A 2017 study published in The American Journal of Gastroenterology assigned 412 participants to either a high-fiber diet or low-fiber diet over the course of several months, and found that people eating high-fiber diets were 41% more likely to experience bloating than those on the low-fiber diets.

The biochemistry behind your increased need to pass gas is pretty simple: As you digest, bacteria in your gut ferments food that isn’t fully digestible (i.e., fiber) and produces gas as a byproduct. The more fiber you eat, the more flatulence you might experience. The good news? Over time your digestive system will adjust to the diversity of your new diet and become more adept at processing high-fiber foods, reducing the frequency of post-meal gassiness. 

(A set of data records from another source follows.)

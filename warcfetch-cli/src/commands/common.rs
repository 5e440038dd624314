//! Shared helpers for command output.

/// Render a byte count for humans.
pub fn format_bytes(size: u64) -> String {
    const UNITS: [&str; 7] = ["B", "KB", "MB", "GB", "TB", "PB", "EB"];
    if size == 0 {
        return "0B".to_string();
    }
    let exponent = (size as f64).log(1024.0).floor() as usize;
    let exponent = exponent.min(UNITS.len() - 1);
    let value = size as f64 / 1024f64.powi(exponent as i32);
    if exponent == 0 {
        format!("{size}B")
    } else {
        format!("{value:.2}{}", UNITS[exponent])
    }
}
//! Terminal progress rendering.

use std::collections::HashMap;
use std::sync::{Arc, Mutex};

use indicatif::{MultiProgress, ProgressBar, ProgressStyle};
use warcfetch::TransferProgress;

/// One progress bar per in-flight transfer.
///
/// Bars appear on the first progress event for a file and disappear once
/// its bytes reach the expected size. Log lines continue to work because
/// the tracing output goes to stderr below the bars.
pub struct ProgressRenderer {
    multi: MultiProgress,
    bars: Mutex<HashMap<String, ProgressBar>>,
}

impl ProgressRenderer {
    pub fn new() -> Arc<Self> {
        Arc::new(Self {
            multi: MultiProgress::new(),
            bars: Mutex::new(HashMap::new()),
        })
    }

    /// Callback handed to the download coordinator.
    pub fn callback(self: &Arc<Self>) -> TransferProgress {
        let renderer = Arc::clone(self);
        Arc::new(move |filename: &str, downloaded: u64, total: u64| {
            renderer.update(filename, downloaded, total);
        })
    }

    fn update(&self, filename: &str, downloaded: u64, total: u64) {
        let mut bars = self.bars.lock().expect("progress lock poisoned");
        let bar = bars.entry(filename.to_string()).or_insert_with(|| {
            let bar = self.multi.add(ProgressBar::new(total.max(downloaded)));
            bar.set_style(
                ProgressStyle::with_template(
                    "{msg:30!} [{bar:30}] {bytes}/{total_bytes} ({bytes_per_sec})",
                )
                .expect("valid progress template")
                .progress_chars("=> "),
            );
            bar.set_message(filename.to_string());
            bar
        });
        bar.set_position(downloaded);

        if total > 0 && downloaded >= total {
            bar.finish_and_clear();
            self.multi.remove(bar);
            bars.remove(filename);
        }
    }

    /// Clear any bars left behind by failed or cancelled transfers.
    pub fn clear(&self) {
        let mut bars = self.bars.lock().expect("progress lock poisoned");
        for (_, bar) in bars.drain() {
            bar.finish_and_clear();
        }
        let _ = self.multi.clear();
    }
}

How Much Farting is Normal?

While you may notice an uptick in flatulence when you go vegan, the average person already farts between 10-20 times a day. Sound like a lot of passed gas? You probably don't notice the frequency of your own flatulence because the vast majority of gas doesn't smell. Only compounds that contain sulfur, such as hydrogen sulfide, give your farts any sort of noticeable stink. Lots of veggies, legumes, and nuts contain small amounts of sulfur, but it likely won't change the odor of your gas very much because a healthy diet promotes a balanced gut microbiome. The main thing to remember is that flatulence is normal and is an essential part of a healthy digestive system—so keep the gas coming!

How Can I Naturally Relieve Gas?

Until your gut microbiome has adjusted to your new plant-based lifestyle, you can manage this uncomfortable—and sometimes loud—side effect of eating healthier with a few simple yoga poses. All of these postures move your body into shapes that help gas travel through the digestive system and decrease that tight, pressurized feeling in your belly. The next time you experience bloating after a meal try one of these yoga poses to relieve gas before you reach for the bottle of Tums. 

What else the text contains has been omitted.